Here at Appril, we celebrate the launch of new apps in the store and shine a light on the brilliant minds who bring these ideas to life. This time, we’re excited to feature the Wasabi team, an indie duo made up of a developer and a designer. Discover the story behind their latest app and how they turned their vision into reality. Read on to learn more!
Line up!
Line Up is one of the latest apps we launched. It’s basically a concert wallet, but as we love music and like cool esthetics, we wanted it to be more than that. We developed an app that should be cool to show in the line to a concert, something you can be proud to show off with.

We start with those basics
And then we progress with what would be useful. For Line Up, we agreed tickets are valuable items and prone to theft and misuse, so we encrypt them in the app. We keep them locally stored on your device and only accessible by your means of security (i.e. a fingerprint, code, etc). When we go to a concert, we have to turn our screen brightness up usually for the tickets to be scanned, so we let the app do that automatically, and it goes back to your prefered settings when you exit the tickets.
That is basically what we try to do for all our apps. We have an idea and we keep thinking what would be useful to us, and it might be useful to others as well. We mix our passions, or interests and a lack we find (or cannot) in the app stores. Some apps are just too expensive, have weird paywalls, annoying ads or just don’t look nice enough. So we develop it ourselves.
Our latest app is just a fun free app (Ready, Set, Start!) to choose your starting player with when playing board games/tabletop games. And from there, new ideas sprout. Can we make something cool for DND players as well? And we consult friends who play and see if we can help them out
The team, we are a family
When I talk about “we” I talk about myself and my husband Rick. I’m a web and digital designer, and my husband is a software dev. A while back our first app idea came from his tattoo artist, who wanted an app to pick and match colors with the available tattoo ink he had. Rick started to dabble in Flutter, and I started to think about mobile design, which is a whole new beast since you have so little room.

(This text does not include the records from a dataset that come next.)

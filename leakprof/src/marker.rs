use ahash::AHashMap;

use crate::{EdgeId, ObjectRef};

/// Per-object tag store used during a search pass.
///
/// Candidates start out *sampled*. Once a chain is stored for one, the tag
/// is replaced by its leak-context edge, which both answers
/// [`leak_context`](Self::leak_context) in O(1) and keeps the search from
/// recording a second chain for the same object.
pub trait LeakCandidateMarker {
    fn mark_sampled(&mut self, object: ObjectRef);

    fn is_sampled(&self, object: ObjectRef) -> bool;

    fn clear(&mut self, object: ObjectRef);

    fn associate(&mut self, object: ObjectRef, edge: EdgeId);

    fn leak_context(&self, object: ObjectRef) -> Option<EdgeId>;
}

#[derive(Debug, Clone, Copy, PartialEq, Eq)]
enum Tag {
    Sampled,
    LeakContext(EdgeId),
}

/// Side-table marker keyed by object identity. Nothing is written into the
/// objects themselves, so dropping the table is the whole cleanup.
#[derive(Debug, Default)]
pub struct SampleMarker {
    tags: AHashMap<ObjectRef, Tag>,
}

impl SampleMarker {
    pub fn new() -> Self {
        Self::default()
    }

    pub fn len(&self) -> usize {
        self.tags.len()
    }

    pub fn is_empty(&self) -> bool {
        self.tags.is_empty()
    }

    pub fn clear_all(&mut self) {
        self.tags.clear();
    }
}

impl LeakCandidateMarker for SampleMarker {
    fn mark_sampled(&mut self, object: ObjectRef) {
        self.tags.insert(object, Tag::Sampled);
    }

    #[inline]
    fn is_sampled(&self, object: ObjectRef) -> bool {
        self.tags.get(&object) == Some(&Tag::Sampled)
    }

    fn clear(&mut self, object: ObjectRef) {
        self.tags.remove(&object);
    }

    fn associate(&mut self, object: ObjectRef, edge: EdgeId) {
        self.tags.insert(object, Tag::LeakContext(edge));
    }

    fn leak_context(&self, object: ObjectRef) -> Option<EdgeId> {
        match self.tags.get(&object)? {
            Tag::LeakContext(edge) => Some(*edge),
            Tag::Sampled => None,
        }
    }
}
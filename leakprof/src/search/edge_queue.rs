use std::ops::Range;

use crate::{Edge, LeakError};

#[derive(Debug, Clone, Copy)]
pub(super) struct QueuedEdge {
    pub(super) edge: Edge,
    /// Index of the edge this one was discovered from. `None` for roots.
    pub(super) parent: Option<usize>,
    pub(super) depth: usize,
}

/// Bump-allocated FIFO of discovered edges.
///
/// Entries are never reused: a dequeued edge stays in place so later edges
/// can walk their parent indices back to the root.
#[derive(Debug)]
pub(super) struct EdgeQueue {
    edges: Vec<QueuedEdge>,
    head: usize,
    capacity: usize,
}

impl EdgeQueue {
    pub(super) fn try_with_capacity(capacity: usize) -> Result<Self, LeakError> {
        let mut edges = Vec::new();
        edges
            .try_reserve_exact(capacity)
            .map_err(|_| LeakError::out_of_memory::<QueuedEdge>("edge queue", capacity))?;
        Ok(Self {
            edges,
            head: 0,
            capacity,
        })
    }

    /// Returns the new entry's index, or `None` if the queue is full.
    pub(super) fn add(
        &mut self,
        edge: Edge,
        parent: Option<usize>,
        depth: usize,
    ) -> Option<usize> {
        if self.is_full() {
            return None;
        }
        self.edges.push(QueuedEdge {
            edge,
            parent,
            depth,
        });
        Some(self.edges.len() - 1)
    }

    /// Dequeues the next entry, leaving it in place.
    pub(super) fn remove(&mut self) -> Option<usize> {
        if self.head == self.edges.len() {
            return None;
        }
        self.head += 1;
        Some(self.head - 1)
    }

    #[inline]
    pub(super) fn get(&self, index: usize) -> &QueuedEdge {
        &self.edges[index]
    }

    #[inline]
    pub(super) fn is_full(&self) -> bool {
        self.edges.len() >= self.capacity
    }

    /// Indices that were enqueued but not dequeued yet.
    pub(super) fn remaining(&self) -> Range<usize> {
        self.head..self.edges.len()
    }

    /// The path from the root to entry `index`, root first.
    pub(super) fn ancestry(&self, index: usize) -> Vec<Edge> {
        let mut path = Vec::with_capacity(self.edges[index].depth + 1);
        let mut current = Some(index);
        while let Some(idx) = current {
            let entry = &self.edges[idx];
            path.push(entry.edge);
            current = entry.parent;
        }
        path.reverse();
        path
    }
}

After launching the tattoo app, back then called Irezumi, we developed a crochet app, as Nienke was crocheting a lot in the pandemic, and couldn’t find an app she liked. Since then, our active uses for Pocket Crochet have soared to over 50.000. We get loads of feature requests and try to email everyone back. When feature requests are returning or seem practical to us, we try to implement them as well as we can.
Just Can't Get Enough
Up to now, we have developed 12 apps in total. Of course, they aren’t all successful, and some were just fun to build. Some are not online at this moment because they’ve become redundant or replaced, but every one of them made us gain more experience and focus.

As we don’t believe in using ads, we use tiered upgrades for functionality we deem extra. In most cases, the base app remains free.
As with everything, the more experience you gain, the faster you can build and launch, and Rick and I now pretty much have a flow how we approach a new app idea. There’s a sense of magic when we look each other in the eye and decide to build something new.